Your Appeal Rights Under Medicare Advantage

Medicare Advantage has a specific, federally mandated appeal process — and the timelines are strict.

Level 1: Plan Reconsideration. File within 60 days of the denial notice. The plan must respond within 30 days for standard requests, 72 hours for expedited requests. For pre-service denials, file before the service if possible.

Level 2: IRE (Independent Review Entity). If the plan upholds its denial, the case is automatically forwarded to a CMS-contracted IRE. You don't have to do anything extra to trigger this. The IRE has the same timeframe to respond.

Level 3: ALJ Hearing. If the IRE upholds the denial and the amount in dispute is at least $190 (2025 threshold), you can request a hearing before an Administrative Law Judge.

Level 4: Medicare Appeals Council.

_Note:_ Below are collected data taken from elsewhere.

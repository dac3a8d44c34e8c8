//! The simulation world and its fixed-step pipeline

mod config;
mod events;
mod raycast;

use std::collections::HashMap;
use std::fmt::Debug;

use log::{debug, trace, warn};

use crate::collision::narrow_phase::pair_key;
use crate::collision::{
    BroadPhase, CollisionMatrix, Narrowphase, NarrowphaseInput, NarrowphaseOutput, OverlapKeeper, PairForce,
};
use crate::constraints::{Constraint, ConstraintId, Equation};
use crate::dynamics::{
    apply_damping, integrate, Body, BodyId, ContactMaterial, Material, MaterialId, MaterialTable, SleepState,
    SleepTransition,
};
use crate::error::{PhysicsError, Result};
use crate::geometry::Aabb;
use crate::math::Vec3;
use crate::solver::{GsSolver, Solver};

pub use config::{BroadphaseKind, WorldConfig};
pub use events::{CollideContact, ShapeKey, WorldEvent, WorldEventHandler};
pub use raycast::{Ray, RayMode, RaycastOptions, RaycastResult};

/// User logic run at the start of every fixed step, before collision
/// detection. Subsystems may read and modify the world freely.
pub trait Subsystem: Debug {
    fn update(&mut self, world: &mut World, dt: f32);
}

/// A resolved contact of the most recent step
#[derive(Debug, Clone, Copy, PartialEq)]
pub struct ContactInfo {
    pub body_a: BodyId,
    pub body_b: BodyId,
    pub shape_a: usize,
    pub shape_b: usize,
    /// World contact point on body A
    pub point_a: Vec3,
    /// World contact point on body B
    pub point_b: Vec3,
    /// Unit normal from A towards B
    pub normal: Vec3,
    /// Overlap depth along the normal when the contact was found
    pub penetration: f32,
    /// Approach speed along the normal when the contact was found
    pub impact_velocity: f32,
    /// Normal force the solver applied
    pub force: f32,
}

If the ALJ rules against you, you can appeal to the Medicare Appeals Council.

Level 5: Federal District Court. Final escalation — requires the amount in dispute to meet a statutory minimum.

Expedited Appeals: If your health condition requires a faster decision, request an expedited appeal. The plan must decide within 72 hours for prior authorization and 24 hours for expedited plan reconsideration of a service denial.

The 2-Midnight Rule and SNF Denials

One of the most contested areas in Medicare Advantage is post-acute care. Under Medicare's 2-midnight rule, if a doctor expects you to need hospital care spanning at least two midnights, you should be admitted as an inpatient. Medicare Advantage plans sometimes pressure hospitals to keep patients in "observation status" instead, which affects your subsequent skilled nursing facility coverage (SNF coverage requires a prior 3-day inpatient stay).

If you're facing an SNF denial or a discharge you believe is premature, file an immediate expedited appeal. A Quality Improvement Organization (QIO) can review your case within days.